TASK BRIEF:
Scan the lines below for "externalize" and copy the matches.

RECORD SET:
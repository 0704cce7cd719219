//! Quire Core Library
//!
//! This crate provides the storage engine behind Quire: a hierarchical graph
//! of files and folders kept in an embedded SQLite database, with large
//! payloads moved out to a blob store.
//!
//! # Architecture
//!
//! - **SQLite**: in-memory working copy, persisted as versioned snapshots
//! - **Blobs**: binary payloads addressed by owner and field path
//!
//! All reads are served from the in-memory database.
//!
//! # Quick Start
//!
//! ```text
//! let fs = NodeFs::with_config(&Config::load()?);
//! fs.open().await?;
//!
//! // Add a file
//! let file = fs.create_file("text").await?;
//! file.write("hello").await?;
//! fs.root().link("hello.txt", file.id()).await?;
//!
//! // List the root
//! let entries = fs.root().list().await?;
//! ```
//!
//! # Modules
//!
//! - `fs`: Node-graph filesystem (main entry point), dump/undump
//! - `storage`: Relational store adapter and persistence providers
//! - `blob`: Blob store trait and backends
//! - `externalize`: Moving binary payloads in and out of value trees
//! - `value`: Attribute value tree
//! - `config`: Application configuration

pub mod blob;
pub mod config;
pub mod externalize;
pub mod fs;
pub mod storage;
pub mod value;

pub use blob::{BlobStore, MemoryBlobStore, ProviderBlobStore};
pub use config::Config;
pub use externalize::{externalize, internalize};
pub use fs::{
    DirEntry, DumpSummary, FileData, FileHandle, FolderHandle, FsOptions, FsStats,
    MediaConverter, NodeFs, NodeHandle, ROOT_ID,
};
pub use storage::{
    Database, DirectoryProvider, MemoryProvider, NodeKind, PersistenceProvider, StoreError,
    StoreResult,
};
pub use value::Value;
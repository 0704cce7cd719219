//! Content-addressed blob storage
//!
//! Blobs are opaque payloads kept outside the database snapshot. They are
//! addressed by ids derived from the owning node and the field path the
//! payload was found at, and are stored as `blobs/<id>.bin`.
//!
//! The store does no reference counting. Callers compute the set of live ids
//! and pass it to [`BlobStore::gc`], which deletes everything else.

mod memory;
mod provider;

use std::collections::HashSet;

use async_trait::async_trait;

use crate::storage::StoreResult;

pub use memory::MemoryBlobStore;
pub use provider::ProviderBlobStore;

/// Directory (provider namespace) holding blob entries
pub const BLOB_DIR: &str = "blobs";

/// File extension of blob entries
const BLOB_EXT: &str = ".bin";

/// Binary payload storage shared by the durable and volatile backends
#[async_trait]
pub trait BlobStore: Send + Sync {
    /// Bind the store to its persistence root. Idempotent.
    async fn open(&self) -> StoreResult<()>;

    /// Store (or overwrite) a blob
    async fn write(&self, id: &str, bytes: &[u8]) -> StoreResult<()>;

    /// Read a blob, failing with `NotFound` if it is absent
    async fn read(&self, id: &str) -> StoreResult<Vec<u8>>;

    /// Remove a blob. Removing an absent blob is not an error.
    async fn delete(&self, id: &str) -> StoreResult<()>;

    /// Ids of every stored blob
    async fn ids(&self) -> StoreResult<Vec<String>>;

    /// Delete every blob whose id is not in `valid_ids`
    ///
    /// Returns the number of blobs removed.
    async fn gc(&self, valid_ids: &HashSet<String>) -> StoreResult<usize>;
}

/// One step of a path into a value tree
#[derive(Debug, Clone, PartialEq, Eq)]
pub enum PathSegment {
    Key(String),
    Index(usize),
}

/// Unambiguous byte encoding of a field path
///
/// Each key is tagged and length-prefixed and each index is tagged and fixed
/// width, so distinct paths never share an encoding (`["a.b"]` vs `["a", "b"]`).
fn encode_path(path: &[PathSegment]) -> Vec<u8> {
    let mut out = Vec::new();
    for segment in path {
        match segment {
            PathSegment::Key(key) => {
                out.push(b'k');
                out.extend_from_slice(&(key.len() as u64).to_be_bytes());
                out.extend_from_slice(key.as_bytes());
            }
            PathSegment::Index(i) => {
                out.push(b'i');
                out.extend_from_slice(&(*i as u64).to_be_bytes());
            }
        }
    }
    out
}

/// Deterministic blob id for the payload at `path` inside `owner_id`'s data
///
/// The encoded field path is base58 so ids stay file-name safe.
pub fn blob_id(owner_id: &str, path: &[PathSegment]) -> String {
    let encoded = bs58::encode(encode_path(path)).into_string();
    format!("{}.{}", owner_id, encoded)
}

/// Relative storage path of a blob id
pub fn blob_path(id: &str) -> String {
    format!("{}/{}{}", BLOB_DIR, id, BLOB_EXT)
}

/// Blob id named by a relative storage path, if it is one
pub fn id_from_path(path: &str) -> Option<&str> {
    path.strip_prefix(BLOB_DIR)
        .and_then(|rest| rest.strip_prefix('/'))
        .and_then(|rest| rest.strip_suffix(BLOB_EXT))
        .filter(|id| is_valid_id(id))
}

/// Ids must be non-empty and usable as a single file name
pub(crate) fn is_valid_id(id: &str) -> bool {
    !id.is_empty()
        && id != "."
        && id != ".."
        && !id.contains(['/', '\\'])
}

#[cfg(test)]
mod tests {
    use super::*;

    #[test]
    fn test_blob_id_distinguishes_lookalike_paths() {
        let key = |k: &str| PathSegment::Key(k.to_string());

        assert_ne!(
            blob_id("n", &[key("a.b")]),
            blob_id("n", &[key("a"), key("b")])
        );
        assert_ne!(
            blob_id("n", &[key("x[0]")]),
            blob_id("n", &[key("x"), PathSegment::Index(0)])
        );
        assert_ne!(
            blob_id("n", &[key("ab")]),
            blob_id("n", &[key("a"), key("b")])
        );
        assert_ne!(blob_id("n", &[key("0")]), blob_id("n", &[PathSegment::Index(0)]));
    }

    #[test]
    fn test_blob_id_is_deterministic() {
        let path = [PathSegment::Key("content".to_string())];
        let a = blob_id("node-1", &path);
        let b = blob_id("node-1", &path);
        assert_eq!(a, b);
        assert!(a.starts_with("node-1."));
        assert!(is_valid_id(&a));

        assert_ne!(a, blob_id("node-2", &path));
        assert_ne!(a, blob_id("node-1", &[PathSegment::Index(0)]));
    }

    #[test]
    fn test_blob_path_roundtrip() {
        let id = blob_id("n", &[PathSegment::Key("thumb".to_string())]);
        let path = blob_path(&id);
        assert!(path.starts_with("blobs/"));
        assert!(path.ends_with(".bin"));
        assert_eq!(id_from_path(&path), Some(id.as_str()));
    }

    #[test]
    fn test_id_from_path_rejects_foreign_paths() {
        assert_eq!(id_from_path("other/x.bin"), None);
        assert_eq!(id_from_path("blobs/x.png"), None);
        assert_eq!(id_from_path("blobs/.bin"), None);
        assert_eq!(id_from_path("blobs/a/b.bin"), None);
    }
}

FINISHED TASK:
//! - `externalize`: Moving binary payloads in and out of value trees
pub mod externalize;
pub use externalize::{externalize, internalize};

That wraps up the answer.